From RAGs to vectors: How businesses are customizing AI models

ILLUSTRATION: THOMAS R. LECHLEITER/THE WALL STREET JOURNAL
ILLUSTRATION: THOMAS R. LECHLEITER/THE WALL STREET JOURNAL

Summary

Here’s a guide to popular tools and techniques businesses rely on to take generative AI to the next level.

Large language models, which are the AI algorithms that power chatbots like ChatGPT, are powerful because they are trained on enormous amounts of publicly available data from the internet. While they are capable of summarizing, creating, predicting, translating and synthesizing text and other content, they can only do so on the data they have been trained on, at a specific point in time.

That’s why businesses are looking to methods like retrieval-augmented generation, or RAG, and fine-tuning to bridge the gap between the general knowledge these LLMs have and the up-to-date and specific knowledge that makes them useful for enterprises. Here’s what to know about these techniques, and how they work:

Vector database: A database designed to store a massive amount of data as “vectors," which are numerical representations of the raw data. Depending on the amount and type of data—from images and text to tables—each vector can contain tens to thousands of dimensions grouped by similarity.

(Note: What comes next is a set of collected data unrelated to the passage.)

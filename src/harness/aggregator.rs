use chrono::Utc;
use log::{ error, info, warn };
use std::future::Future;
use std::sync::Arc;
use std::time::{ Duration, Instant };
use tokio::task::JoinSet;

use crate::errors::ToolFailure;
use crate::harness::conjunction::evaluate_conjunction;
use crate::harness::driver::VerificationDriver;
use crate::harness::suite::{ Definition, Suite };
use crate::models::case::{ CaseId, PropertyCase };
use crate::models::directive::TraceDirective;
use crate::models::report::{ RunReport, Summary };
use crate::models::verification::{ Outcome, TestResult };

/// One directive to execute
#[derive(Debug, Clone)]
pub struct Job {
    pub id: CaseId,
    pub directive: TraceDirective,
    pub target: JobTarget,
}

#[derive(Debug, Clone)]
pub enum JobTarget {
    Property(Arc<PropertyCase>),
    Collection(Arc<[Arc<PropertyCase>]>),
}

/// Expand a suite into jobs, in reporting order
pub fn plan(suite: &Suite) -> Vec<Job> {
    let mut jobs = Vec::with_capacity(suite.case_count());
    for (definition_index, definition) in suite.definitions.iter().enumerate() {
        match definition {
            Definition::Property(property) => {
                for (directive_index, directive) in property.directives.iter().enumerate() {
                    jobs.push(Job {
                        id: CaseId {
                            kind: definition.kind(),
                            name: property.name.clone(),
                            path: property.path.clone(),
                            line: directive.line,
                            definition_index,
                            directive_index,
                        },
                        directive: directive.clone(),
                        target: JobTarget::Property(Arc::clone(property)),
                    });
                }
            }
            Definition::Collection(collection) => {
                let members: Arc<[Arc<PropertyCase>]> = collection.members.clone().into();
                for (directive_index, directive) in collection.case.directives.iter().enumerate() {
                    jobs.push(Job {
                        id: CaseId {
                            kind: definition.kind(),
                            name: collection.case.name.clone(),
                            path: collection.case.path.clone(),
                            line: directive.line,
                            definition_index,
                            directive_index,
                        },
                        directive: directive.clone(),
                        target: JobTarget::Collection(Arc::clone(&members)),
                    });
                }
            }
        }
    }
    jobs
}

/// Execute one job and compare against its expectation
pub async fn execute(driver: &VerificationDriver, job: Job) -> TestResult {
    let started = Instant::now();
    let trace = job.directive.trace;
    let (outcome, members) = match &job.target {
        JobTarget::Property(property) => {
            let outcome: Outcome = driver.verify_property(property, &trace).await.into();
            (outcome, Vec::new())
        }
        JobTarget::Collection(members) => {
            let conjunction = evaluate_conjunction(driver, members, &trace).await;
            (conjunction.outcome, conjunction.members)
        }
    };

    let result = TestResult::new(
        job.id,
        trace,
        job.directive.expected,
        outcome,
        members,
        started.elapsed()
    );
    if let Some(e) = result.to_error() {
        info!("{}", e);
    }
    result
}

/// Runs every case of a suite and folds the results into a report
pub struct Aggregator {
    driver: VerificationDriver,
}

impl Aggregator {
    pub fn new(driver: VerificationDriver) -> Self {
        Self { driver }
    }

    pub async fn run(&self, suite: &Suite) -> RunReport {
        self.run_until(suite, std::future::pending::<()>(), |_| {}).await
    }

    /// Run until every case finished or `shutdown` resolves.
    ///
    /// On shutdown the in-flight cases are aborted (which kills their child
    /// processes) and the report holds the cases that had completed.
    /// `on_result` sees results in completion order.
    pub async fn run_until<F, P>(&self, suite: &Suite, shutdown: F, mut on_result: P) -> RunReport
        where F: Future<Output = ()>, P: FnMut(&TestResult)
    {
        let started_at = Utc::now();
        let jobs = plan(suite);
        info!("Running {} case(s) with up to {} concurrent check(s)", jobs.len(), self.driver.jobs());

        let mut pending: Vec<Option<Job>> = jobs.iter().cloned().map(Some).collect();
        let mut tasks = JoinSet::new();
        for (index, job) in jobs.into_iter().enumerate() {
            let driver = self.driver.clone();
            tasks.spawn(async move { (index, execute(&driver, job).await) });
        }

        let mut results = Vec::with_capacity(pending.len());
        let mut aborted = false;
        tokio::pin!(shutdown);
        loop {
            tokio::select! {
                joined = tasks.join_next() => match joined {
                    Some(Ok((index, result))) => {
                        pending[index] = None;
                        on_result(&result);
                        results.push(result);
                    }
                    Some(Err(e)) => error!("Case task did not complete: {}", e),
                    None => break,
                },
                _ = &mut shutdown => {
                    warn!("Run aborted, stopping {} in-flight case(s)", tasks.len());
                    tasks.abort_all();
                    aborted = true;
                    break;
                }
            }
        }
        while tasks.join_next().await.is_some() {}

        if !aborted {
            // A task that panicked left no result behind.
            for job in pending.into_iter().flatten() {
                let failure = ToolFailure::new(self.driver.checker_name(), "case evaluation panicked");
                let result = TestResult::new(
                    job.id,
                    job.directive.trace,
                    job.directive.expected,
                    Outcome::ToolFailure { failure },
                    Vec::new(),
                    Duration::ZERO
                );
                on_result(&result);
                results.push(result);
            }
        }

        results.sort_by_key(|r| r.id.sort_key());
        let summary = Summary::tally(&results, suite.setup_errors.len());
        info!(
            "Finished: {} total, {} matched, {} mismatched, {} tool failure(s)",
            summary.total,
            summary.matches,
            summary.mismatches,
            summary.tool_failures
        );

        RunReport {
            started_at,
            files: suite.files(),
            results,
            setup_errors: suite.setup_errors.clone(),
            summary,
            aborted,
        }
    }
}
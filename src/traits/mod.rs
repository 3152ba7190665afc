pub mod model_checker;

// Re-export traits
pub use model_checker::{ ModelChecker, ToolBackend, ToolStatus };
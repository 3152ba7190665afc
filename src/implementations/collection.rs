use log::{ debug, warn };
use std::path::Path;

use crate::errors::{ HarnessError, HarnessResult };
use crate::implementations::annotation::{ parse_directive, trace_directive };
use crate::models::directive::{ Directive, TraceDirective };

/// A parsed property collection (`*.mcf-pc`), before resolution
#[derive(Debug, Clone, PartialEq, Eq)]
pub struct CollectionDefinition {
    /// Referenced property names in declaration order, deduplicated
    pub properties: Vec<String>,
    pub directives: Vec<TraceDirective>,
}

/// Parse a collection definition.
///
/// Lines that are not directives are comments and are skipped. Whether the
/// referenced names exist is checked later, once every file has been parsed.
pub fn parse_collection(path: &Path, text: &str) -> HarnessResult<CollectionDefinition> {
    let mut properties: Vec<String> = Vec::new();
    let mut directives = Vec::new();

    for (index, line) in text.lines().enumerate() {
        let line_no = index + 1;
        match parse_directive(line) {
            None => {}
            Some(Err(reason)) => {
                return Err(HarnessError::malformed(path, line_no, reason));
            }
            Some(Ok(Directive::PropRef(name))) => {
                if properties.contains(&name) {
                    warn!("{}:{}: property `{}` listed twice, ignoring", path.display(), line_no, name);
                } else {
                    properties.push(name);
                }
            }
            Some(Ok(directive)) => {
                directives.extend(trace_directive(line_no, directive));
            }
        }
    }

    if properties.is_empty() && !directives.is_empty() {
        return Err(HarnessError::malformed(path, 1, "collection has test directives but no PROP entries"));
    }

    debug!(
        "Parsed {}: {} propert(ies), {} directive(s)",
        path.display(),
        properties.len(),
        directives.len()
    );
    Ok(CollectionDefinition { properties, directives })
}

This format, which differs from a traditional database with columns and rows, allows AI models to quickly search for contextually similar vectors and identify the context of a user’s question. Traditional databases require specific text-matching searches, whereas vector databases can search for similarities in the data based on a user’s query—finding instances of “coffee" that likely relate to “beverage," for example.

Retrieval-augmented generation (RAG): A method used by developers to connect large language models with external data sources, such as a business’s private information, so that it can provide more personalized, accurate and relevant responses. The term originated from a 2020 paper by Meta Platforms AI researchers.

The RAG technique enables an AI model to reference any data stored in a vector database, which can include a company’s emails, documents and PDFs, spreadsheets and databases, images and audio files.

For instance, developers at Workday used RAG to link the cloud software provider’s corporate employee guidelines with an underlying AI model. When employees ask the AI a question like, “What’s our expense policy when I travel to New York City?", the system will return an answer with a list of its sources and suggestions for further research, said Jim Stratton, the company’s chief technology officer.

Fine-tuning: A method of customizing a large language model with private or company data, so that it becomes better at specific tasks like analyzing legal contracts and writing marketing documents. An LLM can also be fine-tuned for industries like healthcare and finance, which have specialized terminology and strict requirements around data handling.

Fine-tuning involves training a general, pretrained AI model like OpenAI’s GPT-3.5, on data related to the task. For the task of drafting marketing documents, that data might include information about a company’s products, its competitive positioning and brand voice.

Fine-tuning is generally more costly and time-consuming than RAG because it requires computing power and advanced AI expertise to change the underlying model. Roughly 80% of enterprises are using RAG, compared with 20% using fine-tuning, according to market research and consulting firm Gartner.

Prompt engineering: The process of asking questions and giving instructions to a large language model so it responds with more accurate, specific and relevant outputs.

Prompt engineering has emerged over the past year as an essential new skill for employees, so that they can generate better text summaries, data analyses and email drafts from AI chatbots and other applications. It is also used as a way to provide general large language models with specific company information, so that it provides more tailored responses.